Right-wing Turkey party in bid to oust longtime leader

Dissident members of the Nationalist Movement Party (MHP) launched a campaign to oust lead
AFP

Ankara (AFP) – Members of Turkey’s right-wing Nationalist Movement Party (MHP) plan an extraordinary congress on Sunday at which they will begin moves to try unseat longtime party leader Devlet Bahceli and recover ground lost to President Recep Tayyip Erdogan’s party.

Dissident members of the MHP launched a campaign to oust Bahceli, 68, following a general election in November in which the party shed half its support — taking just 40 seats in the 550-member parliament compared to 80 five months previously.

Bahceli, who has led the party for 19 years, said in January that the next party congress would take place in 2018, meaning he would be in charge until then. 

But polls show MPH members hungry for change, with over 500 signing a petition in support of holding an extraordinary congress to expedite his ouster.

It was not clear late Saturday, however, whether the meeting, at which Bahceli’s opponents want to begin the process of selecting a new leader, would go ahead. 

Bahceli’s opponents have vowed to press ahead with the congress, despite the legality of the meeting being called into question and police sealing off the venue.

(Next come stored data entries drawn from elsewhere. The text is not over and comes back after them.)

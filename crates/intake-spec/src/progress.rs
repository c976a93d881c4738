use serde::Serialize;

use crate::answers::AnswerMap;
use crate::index::EffectiveSequence;
use crate::navigator::Shape;
use crate::position::Position;

#[derive(Debug, Clone, Copy, PartialEq, Eq, Serialize)]
pub struct OverallProgress {
    pub answered: usize,
    pub total: usize,
    pub percent: u8,
}

#[derive(Debug, Clone, PartialEq, Eq, Serialize)]
pub struct SectionProgress {
    pub part_id: String,
    pub section_id: String,
    pub title: String,
    pub answered: usize,
    pub total: usize,
    pub is_complete: bool,
}

#[derive(Debug, Clone, PartialEq, Eq, Serialize)]
pub struct PartProgress {
    pub part_id: String,
    pub title: String,
    pub answered: usize,
    pub total: usize,
    pub is_complete: bool,
}

/// Rounded percentage; an empty total reports zero.
pub fn percent(answered: usize, total: usize) -> u8 {
    if total == 0 {
        return 0;
    }
    let answered = answered.min(total);
    ((answered * 200 + total) / (total * 2)) as u8
}

/// Answers that still address a question of this sequence.
pub fn overall_progress(sequence: &EffectiveSequence, answers: &AnswerMap) -> OverallProgress {
    let total = sequence.total_question_count();
    let answered = answers
        .values()
        .filter(|answer| sequence.contains_question(&answer.question_id))
        .count();
    OverallProgress {
        answered,
        total,
        percent: percent(answered, total),
    }
}

/// Per-section counts in sequence order.
pub fn per_section_progress(
    sequence: &EffectiveSequence,
    answers: &AnswerMap,
) -> Vec<SectionProgress> {
    sequence
        .section_summaries()
        .into_iter()
        .map(|summary| {
            let answered = answered_in_section(sequence, answers, summary.first, |answer| {
                answer.part_id == summary.part_id && answer.section_id == summary.section_id
            });
            SectionProgress {
                is_complete: answered == summary.question_count,
                part_id: summary.part_id,
                section_id: summary.section_id,
                title: summary.title,
                answered,
                total: summary.question_count,
            }
        })
        .collect()
}

pub fn per_part_progress(sequence: &EffectiveSequence, answers: &AnswerMap) -> Vec<PartProgress> {
    sequence
        .part_summaries()
        .into_iter()
        .enumerate()
        .map(|(part_idx, summary)| {
            let answered = (0..sequence.section_count(part_idx))
                .map(|section_idx| {
                    answered_in_section(
                        sequence,
                        answers,
                        Position::new(part_idx, section_idx, 0),
                        |answer| answer.part_id == summary.part_id,
                    )
                })
                .sum();
            PartProgress {
                is_complete: answered == summary.question_count,
                part_id: summary.part_id,
                title: summary.title,
                answered,
                total: summary.question_count,
            }
        })
        .collect()
}

fn answered_in_section(
    sequence: &EffectiveSequence,
    answers: &AnswerMap,
    section_start: Position,
    belongs: impl Fn(&crate::answers::Answer) -> bool,
) -> usize {
    sequence
        .section_questions(section_start)
        .filter(|question| answers.get(&question.id).is_some_and(&belongs))
        .count()
}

Replacing Bahceli, who lacks appeal with younger voters, could boost support for the MHP at the expense of  Erdogan’s conservative ruling Justice and Development Party (AKP).

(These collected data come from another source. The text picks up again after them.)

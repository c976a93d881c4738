use intake_spec::{AnswerError, DefinitionError, Position};
use intake_store::StoreError;
use thiserror::Error;

#[derive(Debug, Error)]
pub enum SessionError {
    /// Fatal configuration problem; the session cannot start.
    #[error(transparent)]
    Definition(#[from] DefinitionError),
    /// Rejected submission; prompt the participant again.
    #[error(transparent)]
    Answer(#[from] AnswerError),
    /// The store did not confirm the write. Local state is unchanged; retry the step.
    #[error("progress could not be saved: {0}")]
    Store(#[from] StoreError),
    #[error("the questionnaire has already been completed")]
    AlreadyComplete,
    #[error("`{operation}` is not available while {state}")]
    InvalidState {
        operation: &'static str,
        state: &'static str,
    },
    #[error("question {number} must be answered before moving on")]
    Unanswered { question_id: String, number: String },
    #[error("{0} is not the start of a section")]
    NotASectionStart(Position),
    #[error("the restart confirmation no longer matches the stored session")]
    StaleConfirmation,
    #[error("cursor {0} does not resolve to a question")]
    CursorLost(Position),
}

impl SessionError {
    /// Transient persistence failures can be retried as-is.
    pub fn is_retryable(&self) -> bool {
        matches!(self, SessionError::Store(err) if err.is_transient())
    }

    /// Participant-facing validation problems, shown inline.
    pub fn is_validation(&self) -> bool {
        matches!(self, SessionError::Answer(_) | SessionError::Unanswered { .. })
    }
}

The outcome could jeopardise Erdogan’s ambitions of winning a big enough majority in the next elections to allow him to change the constitution to boost his powers.

– Four leadership candidates –

Four contenders to succeed Bahceli have emerged, including charismatic female former interior minister Meral Aksener.

“The four candidates will be here tomorrow (Sunday) for the congress to take place,” 59-year-old Aksener, a former deputy speaker of parliament seen as the strongest candidate, said.

Bahceli went to court to try prevent the gathering going ahead.

The country’s highest appeal court said this week it will rule on the issue within a month.

Two lower courts have issued conflicting decisions.

“Holding a congress is legally impossible,” MHP lawyer Yucel Bulut said on Friday, vowing that Ankara’s governor  — who has yet to make his position formally known  — would bar it.

The AKP needs the support of MHP lawmakers to change the constitution to fulfil Erdogan’s ambitions of having a US-style executive presidency. 

The AKP currently has 317 seats in the parliament. It needs 13 more to call a constitutional referendum.

The party could also change the constitution directly by a vote in parliament supported by a two-thirds majority, which equates to 367 seats. 

Like the AKP, the MHP draws its support mainly from conservative Turks in Anatolia and the Black Sea region.

Established in 1969 by Alparslan Turkes, it was an ultra-radical formation in the 1970s and 80s, with its armed Grey Wolves wing operating death squads that killed numerous left-wing activists and students.

Bahceli took control of the MHP in 1997, seeking to turn it into a mainstream political movement.

But the party, which vehemently opposes any peace deal with the rebel Kurdistan Workers’ Party (PKK) that the army is battling in the southeast, remains radical in outlook.